L'escalier fut l'objet d'attentions particulières d'une précision quasi-chirurgicale. D'ailleurs, Barbara nous a promis d'y passer l'aspirateur dans un avenir proche. On attend, nous…
D'autres s'attaquaient à la végétation grimpante à l'entrée du clos, notamment au lierre qui, si on n'y prend garde, vous recouvre un mur en moins de temps qu'il n'en faut pour conduire la vigne. Broyeurs, cisailles, tronçonneuse et pétarades furent bien vite de la partie. On arrachait, on coupait. Toujours plus loin, toujours plus haut.
On nota même la présence d'un olibrius visiblement échappé de quelque cirque de passage, juché très haut au sommet d'un mur, en proie à un poignant dialogue intérieur : « pourvu que je ne me casse pas la g… ». Chacun retenait son souffle tandis que, muni d'un coupe-branches, il exécutait son numéro. «Mekeski Foulao Suy La» aurait pu s'exclamer quelque Chinois franchissant la voûte séculaire de la Porte de Namur.
L'heure de l'apéro.
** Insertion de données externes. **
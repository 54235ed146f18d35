use crate::db::conversation_repository::ConversationRepository;
use crate::db::message_repository::{window_bounds, MessageRepository};
use crate::db::user_repository::UserRepository;
use crate::errors::AppError;
use crate::models::{ChatSummary, ChatView, MessageView};

pub const DEFAULT_PAGE_LIMIT: i64 = 50;
const MAX_MESSAGE_LENGTH: usize = 8000;

/// Rejects empty-after-trim and oversized message content, returning the
/// trimmed text that gets persisted.
pub fn validate_content(content: &str) -> Result<&str, AppError> {
    let trimmed = content.trim();
    if trimmed.is_empty() {
        return Err(AppError::EmptyField { field_name: "content".to_string() });
    }
    if trimmed.len() > MAX_MESSAGE_LENGTH {
        return Err(AppError::FieldTooLong {
            field_name: "content".to_string(),
            max_length: MAX_MESSAGE_LENGTH,
            actual_length: trimmed.len(),
        });
    }
    Ok(trimmed)
}

#[derive(Clone)]
pub struct ChatService {
    conversation_repo: ConversationRepository,
    message_repo: MessageRepository,
    user_repo: UserRepository,
}

impl ChatService {
    pub fn new(
        conversation_repo: ConversationRepository,
        message_repo: MessageRepository,
        user_repo: UserRepository,
    ) -> Self {
        Self { conversation_repo, message_repo, user_repo }
    }

    /// All of the caller's conversations, most recently active first.
    pub async fn list_conversations(&self, user_id: &str) -> Result<Vec<ChatSummary>, AppError> {
        self.conversation_repo.list_with_participants(user_id).await
    }

    /// One conversation with a message window taken from the end of the log.
    /// `skip = 0` is the most recent `limit` messages; larger `skip` pages
    /// backward. Only participants may read.
    pub async fn get_conversation(
        &self,
        chat_id: &str,
        requester_id: &str,
        limit: Option<i64>,
        skip: Option<i64>,
    ) -> Result<ChatView, AppError> {
        let (conversation, participants) = self
            .conversation_repo
            .find_with_participants(chat_id)
            .await?
            .ok_or_else(|| AppError::ConversationNotFound { id: chat_id.to_string() })?;

        if !conversation.has_participant(requester_id) {
            return Err(AppError::NotAParticipant { chat_id: chat_id.to_string() });
        }

        let limit = limit.unwrap_or(DEFAULT_PAGE_LIMIT).max(1);
        let skip = skip.unwrap_or(0).max(0);

        let total = self.message_repo.count_for_conversation(chat_id).await?;
        let (start, end, has_more) = window_bounds(total, skip, limit);
        let messages = if end > start {
            self.message_repo.fetch_window(chat_id, start, end - start).await?
        } else {
            Vec::new()
        };

        Ok(ChatView {
            id: conversation.id,
            participants,
            messages,
            last_message: conversation.last_message_at,
            has_more,
        })
    }

    /// Find-or-create the conversation between the caller and `participant_id`.
    pub async fn start_conversation(
        &self,
        user_id: &str,
        participant_id: &str,
    ) -> Result<ChatView, AppError> {
        if participant_id == user_id {
            return Err(AppError::SelfConversation);
        }
        self.user_repo
            .find_by_id(participant_id)
            .await?
            .ok_or_else(|| AppError::UserNotFound { id: participant_id.to_string() })?;

        let conversation = self.conversation_repo.find_or_create(user_id, participant_id).await?;
        self.get_conversation(&conversation.id, user_id, None, None).await
    }

    /// Validates and appends one message, returning the broadcast-ready view.
    /// Persistence does not depend on the sender's room membership.
    pub async fn append_message(
        &self,
        chat_id: &str,
        sender_id: &str,
        content: &str,
    ) -> Result<MessageView, AppError> {
        let content = validate_content(content)?;
        self.message_repo.append(chat_id, sender_id, content).await
    }
}

#[cfg(test)]
mod tests {
    use super::*;

    #[test]
    fn whitespace_only_content_is_rejected() {
        assert!(matches!(
            validate_content("   \t\n  "),
            Err(AppError::EmptyField { .. })
        ));
        assert!(matches!(validate_content(""), Err(AppError::EmptyField { .. })));
    }

    #[test]
    fn content_is_trimmed_before_persistence() {
        assert_eq!(validate_content("  hello  ").unwrap(), "hello");
    }

    #[test]
    fn oversized_content_is_rejected() {
        let content = "x".repeat(MAX_MESSAGE_LENGTH + 1);
        assert!(matches!(
            validate_content(&content),
            Err(AppError::FieldTooLong { .. })
        ));
    }
}
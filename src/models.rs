use chrono::{DateTime, Utc};
use serde::{Deserialize, Serialize};

// ── Domain records ───────────────────────────────────────────────────────────

/// Full user row. The password hash never leaves the database/service layers;
/// everything client-facing goes through [`PublicUser`] or [`ProfileView`].
#[derive(Debug, Clone, sqlx::FromRow)]
pub struct User {
    pub id: String,
    pub name: String,
    pub email: String,
    pub password_hash: String,
    pub profile_picture: String,
    pub skills_have: Vec<String>,
    pub skills_want: Vec<String>,
    pub created_at: DateTime<Utc>,
}

impl User {
    pub fn new(name: String, email: String, password_hash: String) -> Self {
        Self {
            id: uuid::Uuid::new_v4().to_string(),
            name,
            email,
            password_hash,
            profile_picture: String::new(),
            skills_have: Vec::new(),
            skills_want: Vec::new(),
            created_at: Utc::now(),
        }
    }
}

/// A pairwise conversation. The participant pair is stored normalized
/// (`participant_low < participant_high`) so each unordered pair maps to at
/// most one row.
#[derive(Debug, Clone, sqlx::FromRow)]
pub struct Conversation {
    pub id: String,
    pub participant_low: String,
    pub participant_high: String,
    pub last_message_at: DateTime<Utc>,
}

impl Conversation {
    pub fn has_participant(&self, user_id: &str) -> bool {
        self.participant_low == user_id || self.participant_high == user_id
    }
}

// ── Client-facing projections ────────────────────────────────────────────────

/// Display-safe user projection embedded in chat payloads and broadcasts:
/// id, name, email and picture only.
#[derive(Debug, Clone, Serialize)]
#[serde(rename_all = "camelCase")]
pub struct PublicUser {
    #[serde(rename = "_id")]
    pub id: String,
    pub name: String,
    pub email: String,
    pub profile_picture: String,
}

impl From<&User> for PublicUser {
    fn from(u: &User) -> Self {
        Self {
            id: u.id.clone(),
            name: u.name.clone(),
            email: u.email.clone(),
            profile_picture: u.profile_picture.clone(),
        }
    }
}

/// Profile projection: the public fields plus both skill lists. Also the
/// shape of a user-directory entry.
#[derive(Debug, Clone, Serialize)]
#[serde(rename_all = "camelCase")]
pub struct ProfileView {
    #[serde(rename = "_id")]
    pub id: String,
    pub name: String,
    pub email: String,
    pub profile_picture: String,
    pub skills_have: Vec<String>,
    pub skills_want: Vec<String>,
}

impl From<&User> for ProfileView {
    fn from(u: &User) -> Self {
        Self {
            id: u.id.clone(),
            name: u.name.clone(),
            email: u.email.clone(),
            profile_picture: u.profile_picture.clone(),
            skills_have: u.skills_have.clone(),
            skills_want: u.skills_want.clone(),
        }
    }
}

/// A message as clients see it: sender resolved to the public projection,
/// timestamp assigned by the persistence boundary.
#[derive(Debug, Clone, Serialize)]
#[serde(rename_all = "camelCase")]
pub struct MessageView {
    #[serde(rename = "_id")]
    pub id: String,
    pub sender: PublicUser,
    pub content: String,
    pub timestamp: DateTime<Utc>,
}

/// Conversation-list entry: participants populated, ordered by recency.
#[derive(Debug, Clone, Serialize)]
#[serde(rename_all = "camelCase")]
pub struct ChatSummary {
    #[serde(rename = "_id")]
    pub id: String,
    pub participants: Vec<PublicUser>,
    pub last_message: DateTime<Utc>,
}

/// One conversation with a paginated message window. `has_more` tells the
/// client whether older history remains before the window.
#[derive(Debug, Clone, Serialize)]
#[serde(rename_all = "camelCase")]
pub struct ChatView {
    #[serde(rename = "_id")]
    pub id: String,
    pub participants: Vec<PublicUser>,
    pub messages: Vec<MessageView>,
    pub last_message: DateTime<Utc>,
    pub has_more: bool,
}

// ── HTTP request/response bodies ─────────────────────────────────────────────

#[derive(Debug, Deserialize)]
pub struct RegisterRequest {
    pub name: String,
    pub email: String,
    pub password: String,
}

#[derive(Debug, Deserialize)]
pub struct LoginRequest {
    pub email: String,
    pub password: String,
}

#[derive(Debug, Serialize)]
pub struct AuthResponse {
    pub token: String,
    pub user: ProfileView,
}

#[derive(Debug, Deserialize)]
#[serde(rename_all = "camelCase")]
pub struct UpdateProfileRequest {
    pub name: Option<String>,
    pub profile_picture: Option<String>,
    pub skills_have: Option<Vec<String>>,
    pub skills_want: Option<Vec<String>>,
}

#[derive(Debug, Deserialize)]
#[serde(rename_all = "camelCase")]
pub struct CreateChatRequest {
    pub participant_id: String,
}

/// Query half of the history pagination contract: `limit` most-recent
/// messages after skipping `skip` from the end of the log.
#[derive(Debug, Deserialize)]
pub struct HistoryQuery {
    pub limit: Option<i64>,
    pub skip: Option<i64>,
}

// ── Socket events ────────────────────────────────────────────────────────────

/// Client→server socket events, `type`-tagged JSON text frames.
#[derive(Debug, Deserialize)]
#[serde(tag = "type", rename_all = "snake_case")]
pub enum ClientEvent {
    #[serde(rename_all = "camelCase")]
    JoinChat { chat_id: String },
    #[serde(rename_all = "camelCase")]
    SendMessage { chat_id: String, content: String },
    #[serde(rename_all = "camelCase")]
    Typing { chat_id: String },
}

/// Server→client socket events.
#[derive(Debug, Clone, Serialize)]
#[serde(tag = "type", rename_all = "snake_case")]
pub enum ServerEvent {
    #[serde(rename_all = "camelCase")]
    NewMessage { chat_id: String, message: MessageView },
    #[serde(rename_all = "camelCase")]
    UserTyping { chat_id: String, user_id: String },
}

#[cfg(test)]
mod tests {
    use super::*;

    fn sample_message() -> MessageView {
        MessageView {
            id: "m1".into(),
            sender: PublicUser {
                id: "u1".into(),
                name: "Ada".into(),
                email: "ada@example.com".into(),
                profile_picture: String::new(),
            },
            content: "hello".into(),
            timestamp: Utc::now(),
        }
    }

    #[test]
    fn new_message_wire_shape() {
        let event = ServerEvent::NewMessage {
            chat_id: "c1".into(),
            message: sample_message(),
        };
        let json = serde_json::to_value(&event).unwrap();
        assert_eq!(json["type"], "new_message");
        assert_eq!(json["chatId"], "c1");
        assert_eq!(json["message"]["_id"], "m1");
        assert_eq!(json["message"]["sender"]["_id"], "u1");
        assert_eq!(json["message"]["sender"]["profilePicture"], "");
        assert!(json["message"]["timestamp"].is_string());
    }

    #[test]
    fn user_typing_wire_shape() {
        let event = ServerEvent::UserTyping {
            chat_id: "c1".into(),
            user_id: "u2".into(),
        };
        let json = serde_json::to_value(&event).unwrap();
        assert_eq!(json["type"], "user_typing");
        assert_eq!(json["chatId"], "c1");
        assert_eq!(json["userId"], "u2");
    }

    #[test]
    fn client_events_parse_from_camel_case_frames() {
        let join: ClientEvent =
            serde_json::from_str(r#"{"type":"join_chat","chatId":"c1"}"#).unwrap();
        assert!(matches!(join, ClientEvent::JoinChat { chat_id } if chat_id == "c1"));

        let send: ClientEvent =
            serde_json::from_str(r#"{"type":"send_message","chatId":"c1","content":"hi"}"#)
                .unwrap();
        assert!(
            matches!(send, ClientEvent::SendMessage { chat_id, content } if chat_id == "c1" && content == "hi")
        );

        let typing: ClientEvent =
            serde_json::from_str(r#"{"type":"typing","chatId":"c1"}"#).unwrap();
        assert!(matches!(typing, ClientEvent::Typing { chat_id } if chat_id == "c1"));
    }

    #[test]
    fn unknown_event_type_is_rejected() {
        let parsed: Result<ClientEvent, _> =
            serde_json::from_str(r#"{"type":"shout","chatId":"c1"}"#);
        assert!(parsed.is_err());
    }
}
Patrick vient tout juste d'entamer l'écriture d'une nouvelle page du livre de sa vie: le temps venu d'enfin récolter les fruits de nombreuses années de labeur. Une petite bulle pour fêter ça. «Fais péter!» tonna une voix puissante empreinte de l'héritage du peuple magyar, bien connue des vignerons.
Soleil, conversations, breuvages, amitié : ah, ce qu'on est bien !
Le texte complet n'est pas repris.